Security researchers analyzing this model identified that certain Flight payloads could be influenced by client-controlled input. Further investigation revealed that the server runtime implicitly trusted these payloads and performed deserialization without sufficient validation.
Unsafe Deserialization as the Root Cause
Unsafe deserialization is a well-known vulnerability class documented in the OWASP Top 10. In React2Shell’s case, crafted Flight payloads could manipulate internal execution references, allowing attacker-supplied JavaScript to execute inside the Node.js process.
“This vulnerability effectively turns React Server Components into a remote procedure execution surface when exposed to untrusted input.”
III. Why React2Shell Is a Server-Side Vulnerability
Although React is commonly viewed as a frontend framework, React Server Components execute entirely on the server. Code affected by React2Shell runs:
- Inside the backend Node.js runtime
- With access to environment variables and secrets
- With network access to internal services and databases
As a result, React2Shell is not comparable to client-side vulnerabilities such as cross-site scripting. It is a backend remote code execution vulnerability with full infrastructure impact.
IV. Severity and Exploitation Status
Severity Assessment
- CVE: CVE-2025-55182
- CVSS v3 Score: 10.0 (Critical)
- Attack Vector: Network
- Authentication Required: None
Exploit Availability
The React advisory confirmed the existence of proof-of-concept exploits.
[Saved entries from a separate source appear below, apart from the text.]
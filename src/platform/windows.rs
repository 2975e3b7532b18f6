use crate::platform::{PlatformOps, ALIAS_MARKER};
use anyhow::Result;
use std::path::{Path, PathBuf};

pub static WINDOWS_PLATFORM: Windows = Windows;

pub struct Windows;

impl PlatformOps for Windows {
    fn home_dir(&self) -> Option<PathBuf> { dirs::home_dir() }
    fn bin_dir_candidates(&self) -> Vec<PathBuf> {
        self.home_dir()
            .map(|h| vec![h.join("bin"), h.join("AppData").join("Local").join("bin")])
            .unwrap_or_default()
    }
    fn final_binary_name(&self, base: &str) -> String { if base.ends_with(".exe") { base.to_string() } else { format!("{base}.exe") } }
    fn alias_file(&self) -> Option<PathBuf> { self.home_dir().map(|h| h.join("PowershellAliases.ps1")) }
    fn alias_line(&self, legacy: &str, target: &Path) -> String {
        format!(
            "New-Alias -Force -Name {legacy} -Value '{}' -Option ReadOnly,AllScope {ALIAS_MARKER}",
            target.display()
        )
    }
    fn make_executable(&self, _path: &Path) -> Result<()> { Ok(()) }
}
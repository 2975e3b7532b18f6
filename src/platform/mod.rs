pub fn platform() -> &'static dyn PlatformOps {
    &ConcretePlatform
}

use anyhow::Result;
use std::path::{Path, PathBuf};

mod fingerprint;

pub use fingerprint::{OsFamily, PlatformFingerprint, PlatformTag};
#[cfg(test)]
pub use fingerprint::ArchWidth;

/// Marker appended to every alias line we write.
pub const ALIAS_MARKER: &str = "# added by modern";

pub trait PlatformOps: Sync + Send {
    fn home_dir(&self) -> Option<PathBuf>;
    /// Install directories in preference order; the first existing one wins.
    fn bin_dir_candidates(&self) -> Vec<PathBuf>;
    fn final_binary_name(&self, base: &str) -> String;
    fn alias_file(&self) -> Option<PathBuf>;
    fn alias_line(&self, legacy: &str, target: &Path) -> String;
    fn make_executable(&self, path: &Path) -> Result<()>;
}

#[cfg(unix)]
mod unix;
#[cfg(unix)]
pub use unix::UNIX_PLATFORM as ConcretePlatform;

#[cfg(windows)]
mod windows;
#[cfg(windows)]
pub use windows::WINDOWS_PLATFORM as ConcretePlatform;
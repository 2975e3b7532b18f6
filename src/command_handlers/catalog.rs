use crate::catalog::Catalog;
use crate::config::Settings;
use crate::table;
use anyhow::{Context, Result};
use fs_err as fs;
use std::io::BufWriter;
use std::path::Path;

pub(crate) fn load_catalog(settings: &Settings) -> Result<Catalog> {
    Catalog::load(settings).with_context(|| "loading tool catalog")
}

pub fn write_table(output: &Path, settings: &Settings) -> Result<()> {
    let catalog = load_catalog(settings)?;
    let file = fs::File::create(output)?;
    table::write_table(&catalog, BufWriter::new(file))
        .with_context(|| format!("writing table to {}", output.display()))?;
    println!("Wrote {} entries to {}", catalog.tools.len(), output.display());
    Ok(())
}

/// Prints every ambiguity; the exit code is their count (capped).
pub fn validate(settings: &Settings) -> Result<i32> {
    let catalog = load_catalog(settings)?;
    let problems = catalog.validate();
    if problems.is_empty() {
        println!("Catalog OK: {} entries", catalog.tools.len());
        return Ok(0);
    }
    for p in &problems {
        eprintln!("{p}");
    }
    Ok(exit_code(problems.len()))
}

pub(crate) fn exit_code(count: usize) -> i32 {
    count.min(255) as i32
}

#[cfg(test)]
mod tests {
    use super::*;

    #[test]
    fn exit_code_is_capped() {
        assert_eq!(exit_code(0), 0);
        assert_eq!(exit_code(3), 3);
        assert_eq!(exit_code(1000), 255);
    }

    #[test]
    fn table_is_written_from_local_catalog() {
        let dir = tempfile::tempdir().unwrap();
        let catalog = dir.path().join("info.json");
        std::fs::write(
            &catalog,
            r#"[{"unix-tool": "cat", "modern-tool": "bat", "url": "https://github.com/sharkdp/bat",
                 "windows-compatible": true, "prebuild": ["lin"], "preferred": true}]"#,
        )
        .unwrap();
        let settings = Settings {
            catalog_path: Some(catalog),
            ..Settings::default()
        };
        let out = dir.path().join("README.md");
        write_table(&out, &settings).unwrap();
        let text = std::fs::read_to_string(&out).unwrap();
        assert!(text.contains("| `cat` ⭐ | [`bat`](https://github.com/sharkdp/bat) | ✔ | Linux |"));
    }
}
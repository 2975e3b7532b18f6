//! Picks the release asset built for a host out of a vendor's free-text
//! filenames.
//!
//! Matching is case-insensitive substring containment of an OS token and an
//! architecture token. Candidate `(os, arch)` pairs come from
//! [`PlatformFingerprint::candidate_pairs`] in priority order; assets are
//! walked in listing order and the first hit wins.

use crate::catalog::ToolRecord;
use crate::error::{Error, Result};
use crate::platform::PlatformFingerprint;
use crate::release::{Release, ReleaseAsset};
use tracing::{debug, trace};

/// Fails with `MissingPrebuild` when the catalog declares no build for the host.
pub fn ensure_prebuild(tool: &ToolRecord, fp: &PlatformFingerprint) -> Result<()> {
    if tool.supports(fp.tag()) {
        return Ok(());
    }
    Err(Error::MissingPrebuild {
        tool: tool.legacy_name.clone(),
        os: fp.os,
        reason: "catalog declares no prebuilt binary for this platform".into(),
    })
}

/// Selects the asset of the latest release that matches `fp`.
pub fn resolve<'a>(
    tool: &ToolRecord,
    releases: &'a [Release],
    fp: &PlatformFingerprint,
) -> Result<&'a ReleaseAsset> {
    ensure_prebuild(tool, fp)?;
    let Some(latest) = releases.first() else {
        return Err(Error::MissingPrebuild {
            tool: tool.legacy_name.clone(),
            os: fp.os,
            reason: format!("no release published for {}", tool.modern_name),
        });
    };
    if latest.assets.is_empty() {
        return Err(Error::MissingPrebuild {
            tool: tool.legacy_name.clone(),
            os: fp.os,
            reason: format!("release '{}' has no assets", latest.tag_name),
        });
    }
    pick_asset(&tool.modern_name, &latest.assets, fp)
}

/// First asset whose filename holds a candidate `(os, arch)` pair.
pub fn pick_asset<'a>(
    tool_name: &str,
    assets: &'a [ReleaseAsset],
    fp: &PlatformFingerprint,
) -> Result<&'a ReleaseAsset> {
    let pairs = fp.candidate_pairs();
    for asset in assets {
        let name = asset.filename.to_lowercase();
        for (os, arch) in &pairs {
            trace!("trying {arch}/{os} for {}", asset.filename);
            if name.contains(os) && name.contains(arch) {
                if is_darwin_collision(os, &name) {
                    trace!("'{}' matched 'win' inside 'darwin', rejected", asset.filename);
                    continue;
                }
                debug!("match found: '{}' ({os}/{arch})", asset.filename);
                return Ok(asset);
            }
        }
    }
    Err(Error::AssetNotFound {
        tool: tool_name.to_string(),
        tried: pairs.iter().map(|(o, a)| format!("{o}/{a}")).collect(),
        seen: assets.iter().map(|a| a.filename.clone()).collect(),
    })
}

// "darwin" contains "win"; only that token needs the exclusion.
fn is_darwin_collision(os_token: &str, lower_name: &str) -> bool {
    os_token == "win" && lower_name.contains("darwin")
}
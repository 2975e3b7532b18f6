mod catalog;
mod cli;
mod command_handlers;
mod config;
mod error;
mod extract;
mod installer;
mod locate;
mod platform;
mod release;
mod resolver;
mod table;

use anyhow::{bail, Result};
use clap::Parser;
use tracing_subscriber::{layer::SubscriberExt, util::SubscriberInitExt, EnvFilter};

use crate::cli::Cli;
use crate::config::{FileConfig, Settings};

pub const USER_AGENT: &str = concat!("modern/", env!("CARGO_PKG_VERSION"));

fn main() -> Result<()> {
    let cli = Cli::parse();
    init_tracing(cli.verbose);
    let settings = settings(&cli)?;
    let code = command_handlers::dispatch::dispatch(cli.command, &settings)?;
    if code != 0 {
        std::process::exit(code);
    }
    Ok(())
}

fn init_tracing(verbose: u8) {
    let level = match verbose {
        0 => "modern=info",
        1 => "modern=debug",
        _ => "modern=trace",
    };
    tracing_subscriber::registry()
        .with(EnvFilter::try_from_env("MODERN_LOG").unwrap_or_else(|_| level.into()))
        .with(
            tracing_subscriber::fmt::layer()
                .without_time()
                .with_writer(std::io::stderr),
        )
        .init();
}

/// Defaults, then the config file, then command-line flags and environment.
fn settings(cli: &Cli) -> Result<Settings> {
    let mut settings = Settings::default();
    let path = match &cli.config {
        Some(p) if !p.exists() => bail!("config file {} does not exist", p.display()),
        Some(p) => Some(p.clone()),
        None => FileConfig::default_path(),
    };
    if let Some(path) = path {
        if let Some(file) = FileConfig::load(&path)? {
            settings = settings.with_file_config(file);
        }
    }
    settings.dry_run = cli.dry_run;
    if cli.catalog.is_some() {
        settings.catalog_path = cli.catalog.clone();
    }
    settings.github_token = std::env::var("GITHUB_TOKEN").ok().filter(|t| !t.is_empty());
    Ok(settings)
}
Security vendors later reported active scanning for exposed React Server Components endpoints in the days following disclosure.
V. Affected React Versions and Packages
Vulnerable React Versions
- React 19.0.0
- React 19.1.0 – 19.1.1
- React 19.2.0
Affected Server Packages
- react-server-dom-webpack
- react-server-dom-turbopack
- react-server-dom-parcel
VI. Impact on Next.js and the Broader Ecosystem
Next.js enables React Server Components by default and depends directly on React’s server runtime. As a result, Next.js applications running affected React versions are vulnerable, even if developers did not explicitly opt into advanced server-side features.
A separate Next.js CVE was later identified and subsequently marked as a duplicate of CVE-2025-55182, confirming that the root cause lies within React itself.
VII. Official Fix and Patch Timeline
Patched Versions Released
- React 19.0.1
- React 19.1.2
- React 19.2.1 and later
The patches harden deserialization logic in the Flight protocol and enforce stricter validation of server component payloads.
VIII. Recommended Mitigation Steps
Immediate Actions
- Upgrade React to a patched version immediately
- Upgrade Next.js and dependent frameworks
- Invalidate caches and redeploy clean builds
Defense-in-Depth Measures
- Restrict public access to RSC endpoints
- Apply authentication and network controls
- Monitor for malformed Flight protocol payloads
IX. Why React2Shell Is a Major Enterprise Risk
React Server Components frequently have access to secrets, internal APIs, databases, and cloud metadata services. Successful exploitation grants attackers the same privileges as the application server itself.
X. Strategic Implications for the Industry
React2Shell highlights a broader industry trend: frontend frameworks are now backend platforms. Security models must evolve accordingly.
Conclusion
CVE-2025-55182 is a watershed moment for the React ecosystem. Organizations must treat React Server Components as infrastructure, not UI, and apply backend-grade security practices accordingly. Immediate patching and long-term architectural review are essential to prevent future systemic compromise.